- Written by Anthony Woollard Anthony Woollard
- Published: 26 November 2014 26 November 2014
- Hits: 2377 2377
The Guardian newspaper is not known for its religious sympathies, and a number of its columnists are noted and outspoken secular humanists.
It was surprising therefore to read in the 26 November edition a long article on theology. Written by a former Conservative Evangelical from the USA, it considered the apparent disappearance of Hell from Christian discourse, even in some evangelical circles. And it came to some rather surprising conclusions.
The author had lost her faith after a period of study at a conservative Midwestern college where Hell was taught in its full rigour. Her objections to the doctrine were familiar enough and will be shared by many of us. It is unjust, sadistic, and not even (if you look at the Bible and Christian history) even internally consistent. The sooner we put it away the better.
Or is it?
She analyses some of the voices of new-style evangelicalism in the States – from Willow Creek Church to Pastor Rob Bell, the author of the universalist Love Wins. She notes that Hell hardly gets a mention in this new style of preaching, and there is more concern with the problem of low self-esteem than the problem of sin. Why? Because, she suggests, the Churches, pretty much as a marketing ploy, have sold out to the prevailing upbeat culture. Accentuate the positive; eliminate the negative. Get happy-clappy. 'Hell on earth' is real enough in some places – but will be overcome as the human race gets better and better.

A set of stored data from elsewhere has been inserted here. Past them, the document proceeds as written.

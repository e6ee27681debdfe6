//! mocktest-providers: text-generation backends and study planning.
//!
//! Implements the `TextGenerator` trait for Gemini, Anthropic, and Ollama,
//! and builds question sets and learning paths on top of any of them.

use std::time::Duration;

pub mod anthropic;
pub mod config;
pub mod gemini;
pub mod mock;
pub mod ollama;
pub mod planner;

pub use config::{create_provider, load_config, load_config_from, MocktestConfig, ProviderConfig};
pub use mocktest_core::error::ProviderError;
pub use planner::{LlmStudyPlanner, PlannerConfig};

/// HTTP client shared by the hosted backends.
pub(crate) fn http_client(timeout: Duration) -> reqwest::Client {
    reqwest::Client::builder()
        .timeout(timeout)
        .build()
        .unwrap_or_else(|_| reqwest::Client::new())
}

/// Whole milliseconds in `duration`, saturating at `u64::MAX`.
pub(crate) fn whole_millis(duration: Duration) -> u64 {
    u64::try_from(duration.as_millis()).unwrap_or(u64::MAX)
}
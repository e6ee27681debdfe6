//! Study content generated by a text backend.
//!
//! [`LlmStudyPlanner`] turns a course name into a learning path and a
//! topic title into a mock test, retrying transient backend failures.

use std::sync::Arc;
use std::time::Duration;

use anyhow::Context;
use async_trait::async_trait;
use tracing::instrument;

use mocktest_core::model::{Level, Question, TopicDraft};
use mocktest_core::parser::{parse_questions, parse_topics};
use mocktest_core::traits::{
    question_prompt, topic_prompt, GenerateRequest, QuestionSource, TextGenerator, TopicPlanner,
};

use crate::config::MocktestConfig;
use crate::ProviderError;

const MAX_RETRY_DELAY: Duration = Duration::from_secs(60);

/// Knobs for content generation.
#[derive(Debug, Clone)]
pub struct PlannerConfig {
    pub question_count: usize,
    pub topic_count: usize,
    pub temperature: f64,
    pub max_tokens: u32,
    /// Retries after the first attempt on transient errors.
    pub max_retries: u32,
    /// Delay before the first retry; doubles each time up to a minute.
    pub retry_delay: Duration,
    pub system_prompt_override: Option<String>,
}

impl Default for PlannerConfig {
    fn default() -> Self {
        Self {
            question_count: 10,
            topic_count: 5,
            temperature: 0.7,
            max_tokens: 4096,
            max_retries: 3,
            retry_delay: Duration::from_secs(1),
            system_prompt_override: None,
        }
    }
}

impl From<&MocktestConfig> for PlannerConfig {
    fn from(config: &MocktestConfig) -> Self {
        Self {
            question_count: config.question_count,
            topic_count: config.topic_count,
            temperature: config.default_temperature,
            max_retries: config.max_retries,
            retry_delay: Duration::from_millis(config.retry_delay_ms),
            ..Self::default()
        }
    }
}

/// Question source and topic planner backed by any [`TextGenerator`].
pub struct LlmStudyPlanner {
    generator: Arc<dyn TextGenerator>,
    model: String,
    config: PlannerConfig,
}

impl LlmStudyPlanner {
    pub fn new(generator: Arc<dyn TextGenerator>, model: &str, config: PlannerConfig) -> Self {
        Self {
            generator,
            model: model.to_string(),
            config,
        }
    }

    pub fn config(&self) -> &PlannerConfig {
        &self.config
    }

    /// Send `prompt`, retrying transient failures with exponential backoff.
    async fn generate_with_retry(&self, prompt: String) -> anyhow::Result<String> {
        let request = GenerateRequest {
            model: self.model.clone(),
            prompt,
            system_prompt: self.config.system_prompt_override.clone(),
            max_tokens: self.config.max_tokens,
            temperature: self.config.temperature,
        };

        let mut last_error = None;
        let mut retry_delay = self.config.retry_delay;
        for retry in 0..=self.config.max_retries {
            if retry > 0 {
                tracing::warn!(retry, delay = ?retry_delay, "retrying generation");
                tokio::time::sleep(retry_delay).await;
                retry_delay = (retry_delay * 2).min(MAX_RETRY_DELAY);
            }
            match self.generator.generate(&request).await {
                Ok(response) => {
                    tracing::debug!(
                        provider = self.generator.name(),
                        tokens = response.token_usage.total_tokens,
                        latency_ms = response.latency_ms,
                        "generation complete"
                    );
                    return Ok(response.content);
                }
                Err(e) => {
                    if let Some(provider_err) = e.downcast_ref::<ProviderError>() {
                        if provider_err.is_permanent() {
                            return Err(e);
                        }
                        if let Some(ms) = provider_err.retry_after_ms() {
                            retry_delay = Duration::from_millis(ms);
                        }
                    }
                    tracing::warn!(error = %e, "generation failed");
                    last_error = Some(e);
                }
            }
        }

        Err(last_error.unwrap_or_else(|| anyhow::anyhow!("generation was never attempted")))
    }
}

#[async_trait]
impl QuestionSource for LlmStudyPlanner {
    #[instrument(skip(self), fields(model = %self.model))]
    async fn fetch_questions(&self, topic_title: &str) -> anyhow::Result<Vec<Question>> {
        let wanted = self.config.question_count;
        let text = self
            .generate_with_retry(question_prompt(topic_title, wanted))
            .await
            .context("failed to generate questions")?;
        let parsed = parse_questions(&text).context("failed to generate questions")?;

        let questions: Vec<Question> = parsed
            .into_iter()
            .enumerate()
            .filter_map(|(i, q)| match q.check() {
                Ok(()) => Some(q),
                Err(reason) => {
                    tracing::warn!(index = i, %reason, "dropping malformed question");
                    None
                }
            })
            .collect();

        if questions.is_empty() {
            anyhow::bail!("failed to generate questions: no usable questions for \"{topic_title}\"");
        }
        if questions.len() != wanted {
            tracing::warn!(wanted, got = questions.len(), "question count differs from request");
        }
        Ok(questions)
    }
}

#[async_trait]
impl TopicPlanner for LlmStudyPlanner {
    #[instrument(skip(self), fields(model = %self.model))]
    async fn generate_topics(&self, course: &str, level: Level) -> anyhow::Result<Vec<TopicDraft>> {
        let wanted = self.config.topic_count;
        let text = self
            .generate_with_retry(topic_prompt(course, level, wanted))
            .await
            .context("failed to generate topics")?;
        let topics: Vec<TopicDraft> = parse_topics(&text)
            .context("failed to generate topics")?
            .into_iter()
            .filter(|t| !t.title.trim().is_empty())
            .collect();

        if topics.is_empty() {
            anyhow::bail!("failed to generate topics: empty learning path for \"{course}\"");
        }
        if topics.len() != wanted {
            tracing::warn!(wanted, got = topics.len(), "topic count differs from request");
        }
        Ok(topics)
    }
}
//! Google Gemini provider implementation.

use std::time::{Duration, Instant};

use async_trait::async_trait;
use serde::{Deserialize, Serialize};
use tracing::instrument;

use mocktest_core::traits::{
    GenerateRequest, GenerateResponse, ModelInfo, TextGenerator, TokenUsage, DEFAULT_SYSTEM_PROMPT,
};

use crate::ProviderError;

const DEFAULT_BASE_URL: &str = "https://generativelanguage.googleapis.com";
const DEFAULT_TIMEOUT_SECS: u64 = 120;

/// Gemini `generateContent` provider.
pub struct GeminiProvider {
    api_key: String,
    base_url: String,
    client: reqwest::Client,
}

impl GeminiProvider {
    pub fn new(api_key: &str, base_url: Option<String>) -> Self {
        Self {
            api_key: api_key.to_string(),
            base_url: base_url.unwrap_or_else(|| DEFAULT_BASE_URL.to_string()),
            client: crate::http_client(Duration::from_secs(DEFAULT_TIMEOUT_SECS)),
        }
    }
}

#[derive(Serialize)]
#[serde(rename_all = "camelCase")]
struct GeminiRequest {
    contents: Vec<GeminiContent>,
    system_instruction: GeminiContent,
    generation_config: GeminiGenerationConfig,
}

#[derive(Serialize, Deserialize)]
struct GeminiContent {
    #[serde(default, skip_serializing_if = "Option::is_none")]
    role: Option<String>,
    #[serde(default)]
    parts: Vec<GeminiPart>,
}

#[derive(Serialize, Deserialize)]
struct GeminiPart {
    #[serde(default)]
    text: String,
}

#[derive(Serialize)]
#[serde(rename_all = "camelCase")]
struct GeminiGenerationConfig {
    temperature: f64,
    max_output_tokens: u32,
}

#[derive(Deserialize)]
#[serde(rename_all = "camelCase")]
struct GeminiResponse {
    #[serde(default)]
    candidates: Vec<GeminiCandidate>,
    #[serde(default)]
    usage_metadata: GeminiUsage,
    #[serde(default)]
    model_version: Option<String>,
}

#[derive(Deserialize)]
struct GeminiCandidate {
    content: GeminiContent,
}

#[derive(Deserialize, Default)]
#[serde(rename_all = "camelCase")]
struct GeminiUsage {
    #[serde(default)]
    prompt_token_count: u32,
    #[serde(default)]
    candidates_token_count: u32,
}

#[derive(Deserialize)]
struct GeminiError {
    error: GeminiErrorBody,
}

#[derive(Deserialize)]
struct GeminiErrorBody {
    message: String,
}

#[async_trait]
impl TextGenerator for GeminiProvider {
    fn name(&self) -> &str {
        "gemini"
    }

    #[instrument(skip(self, request), fields(model = %request.model))]
    async fn generate(&self, request: &GenerateRequest) -> anyhow::Result<GenerateResponse> {
        let start = Instant::now();

        let system_prompt = request
            .system_prompt
            .clone()
            .unwrap_or_else(|| DEFAULT_SYSTEM_PROMPT.to_string());

        let body = GeminiRequest {
            contents: vec![GeminiContent {
                role: Some("user".to_string()),
                parts: vec![GeminiPart {
                    text: request.prompt.clone(),
                }],
            }],
            system_instruction: GeminiContent {
                role: None,
                parts: vec![GeminiPart {
                    text: system_prompt,
                }],
            },
            generation_config: GeminiGenerationConfig {
                temperature: request.temperature,
                max_output_tokens: request.max_tokens,
            },
        };

        let response = self
            .client
            .post(format!(
                "{}/v1beta/models/{}:generateContent",
                self.base_url, request.model
            ))
            .header("x-goog-api-key", &self.api_key)
            .json(&body)
            .send()
            .await
            .map_err(|e| {
                if e.is_timeout() {
                    ProviderError::Timeout(DEFAULT_TIMEOUT_SECS)
                } else {
                    ProviderError::NetworkError(e.to_string())
                }
            })?;

        let status = response.status().as_u16();
        if status == 429 {
            let retry_after = response
                .headers()
                .get("retry-after")
                .and_then(|v| v.to_str().ok())
                .and_then(|v| v.parse::<u64>().ok())
                .unwrap_or(5)
                * 1000;
            return Err(ProviderError::RateLimited {
                retry_after_ms: retry_after,
            }
            .into());
        }
        if status == 404 {
            return Err(ProviderError::ModelNotFound(request.model.clone()).into());
        }
        if status >= 400 {
            let body = response.text().await.unwrap_or_default();
            let parsed = serde_json::from_str::<GeminiError>(&body).ok();
            // Gemini reports a bad key as 400 INVALID_ARGUMENT or 403 PERMISSION_DENIED.
            let is_auth = status == 401
                || status == 403
                || parsed
                    .as_ref()
                    .is_some_and(|e| e.error.message.contains("API key"));
            let message = parsed.map(|e| e.error.message).unwrap_or(body);
            if is_auth {
                return Err(ProviderError::AuthenticationFailed(message).into());
            }
            return Err(ProviderError::ApiError { status, message }.into());
        }

        let api_response: GeminiResponse =
            response.json().await.map_err(|e| ProviderError::ApiError {
                status: 0,
                message: format!("failed to parse response: {e}"),
            })?;

        let latency_ms = crate::whole_millis(start.elapsed());
        let content: String = api_response
            .candidates
            .first()
            .map(|c| c.content.parts.iter().map(|p| p.text.as_str()).collect())
            .unwrap_or_default();
        if content.trim().is_empty() {
            return Err(ProviderError::EmptyResponse.into());
        }

        let usage = api_response.usage_metadata;
        Ok(GenerateResponse {
            content,
            model: api_response
                .model_version
                .unwrap_or_else(|| request.model.clone()),
            token_usage: TokenUsage {
                prompt_tokens: usage.prompt_token_count,
                completion_tokens: usage.candidates_token_count,
                total_tokens: usage.prompt_token_count + usage.candidates_token_count,
            },
            latency_ms,
        })
    }

    fn available_models(&self) -> Vec<ModelInfo> {
        vec![
            ModelInfo {
                id: "gemini-pro".into(),
                name: "Gemini Pro".into(),
                provider: "gemini".into(),
                max_context: 32_768,
            },
            ModelInfo {
                id: "gemini-1.5-flash".into(),
                name: "Gemini 1.5 Flash".into(),
                provider: "gemini".into(),
                max_context: 1_048_576,
            },
        ]
    }
}
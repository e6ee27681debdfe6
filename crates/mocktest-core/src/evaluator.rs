//! Scoring and pass/fail policy.
//!
//! Scoring is a pure function of the question set and the answer map, so
//! both the forced (timeout) and the confirmed submission paths share it.

use serde::{Deserialize, Serialize};

use crate::model::{AnswerMap, Question};

/// Default pass threshold in percent, inclusive.
pub const DEFAULT_PASS_THRESHOLD: f64 = 60.0;

/// Outcome of scoring one submission.
#[derive(Debug, Clone, Copy, PartialEq, Serialize, Deserialize)]
pub struct ScoreResult {
    /// Share of correctly answered questions, in `[0, 100]`.
    pub percentage: f64,
    pub passed: bool,
    /// Number of correctly answered questions.
    pub correct: usize,
    /// Number of questions in the set.
    pub total: usize,
}

/// Decides whether a percentage is a pass.
#[derive(Debug, Clone, Copy, PartialEq, Serialize, Deserialize)]
pub struct PassPolicy {
    pub threshold: f64,
}

impl Default for PassPolicy {
    fn default() -> Self {
        Self {
            threshold: DEFAULT_PASS_THRESHOLD,
        }
    }
}

impl PassPolicy {
    pub fn new(threshold: f64) -> Self {
        Self { threshold }
    }

    pub fn passes(&self, percentage: f64) -> bool {
        percentage >= self.threshold
    }
}

/// Score answers against the default 60% policy.
pub fn score(questions: &[Question], answers: &AnswerMap) -> ScoreResult {
    score_with(&PassPolicy::default(), questions, answers)
}

/// Score answers against an explicit policy.
///
/// A question counts only when the map holds its exact index and the
/// selected option equals the correct one; unanswered questions count as
/// wrong. An empty question set scores 0% (callers must not start a
/// session without questions).
pub fn score_with(policy: &PassPolicy, questions: &[Question], answers: &AnswerMap) -> ScoreResult {
    let total = questions.len();
    let correct = questions
        .iter()
        .enumerate()
        .filter(|(idx, q)| answers.get(*idx).is_some_and(|o| q.is_correct(o)))
        .count();

    let percentage = if total == 0 {
        0.0
    } else {
        100.0 * correct as f64 / total as f64
    };

    ScoreResult {
        percentage,
        passed: policy.passes(percentage),
        correct,
        total,
    }
}
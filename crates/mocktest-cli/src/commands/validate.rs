//! The `mocktest validate` command.

use std::path::PathBuf;

use anyhow::Result;

use mocktest_core::parser::{load_question_file, validate_question_set};

pub fn execute(path: PathBuf) -> Result<()> {
    let questions = load_question_file(&path)?;
    println!(
        "Question set: {} ({} questions)",
        path.display(),
        questions.len()
    );

    let warnings = validate_question_set(&questions);
    for w in &warnings {
        let prefix = w
            .question
            .map(|idx| format!("  [{}]", idx + 1))
            .unwrap_or_else(|| "  ".to_string());
        println!("{prefix} WARNING: {}", w.message);
    }

    if warnings.is_empty() {
        println!("Question set valid.");
    } else {
        println!("\n{} warning(s) found.", warnings.len());
    }

    Ok(())
}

Her one counter-example, and it is an important one, is from the Willow Creek pastor’s reaction to 9/11, inviting his hearers to face up to the demand for revenge – the evil – in their own hearts. She could hear Jesus in those words.
Is she right? Have we given up on evil at the same time as giving up on Hell? Have we (or most of us, hardline conservatives apart) given in to the 'Disneyesque' Gospel of which she accuses Bell? And have we, in the process, given up on the very raison d’etre of Christian faith – the reality of evil (even in terms something like the doctrine of Original Sin) and the possibility of redemption?
These questions, raised by an ex-believer in a very secular newspaper, are of the utmost importance. Most liberal Christians are probably revolted by some of the traditional ideas about Hell, and nervous to say the least about doctrines such as Original Sin and Atonement which go with it in the traditional faith. The idea that we are 'conceived and born in sin', and all of us destined for Hell unless we put our explicit faith in a substitutionary sacrifice, are not popular in Modern Church. But she is asking seriously whether, in dismissing all of this, we are striking at the very foundations of our faith, and failing to address real questions about evil which people are still asking, even within our apparently upbeat culture.
Augustine famously said to the upbeat Pelagius 'You have not considered the weight of sin'. I don’t think we have to go all the way with Augustine – certainly not in his attitude to sex – to recognise that he has a point, and a point with which many people, conscious of sin and evil in the world and in themselves, will resonate. The doctrine of Original Sin may have been grievously misused, but there are times when it rings uncomfortably true for many. Theologians and philosophers may argue how far human beings are inherently self-seeking, and whether they should be blamed for living according to their nature. But sometimes evil is all too real – not just out there, but in here. Likewise, they may argue about exactly what the Cross means; penal substitution is by no means the only way of looking at Atonement. But the need for atonement, reconciliation, and healing of the world’s sin – and our own – is again more powerful than we might imagine, for more people than we might imagine.
Whether there is indeed such a 'place' as Hell, for those who simply cannot accept, or deliberately reject, the way of reconciliation, is surely an unanswerable question. We may want to go with Rob Bell (and St Paul) in believing that all people and all things will somehow ultimately be saved. But we will still be bewildered by stories of people and situations where there seems to be no hope of deliverance. Yet this can be balanced by the story of this writer who, in rejecting what she believed Christianity to be, may have ended up a lot closer to it than she thinks.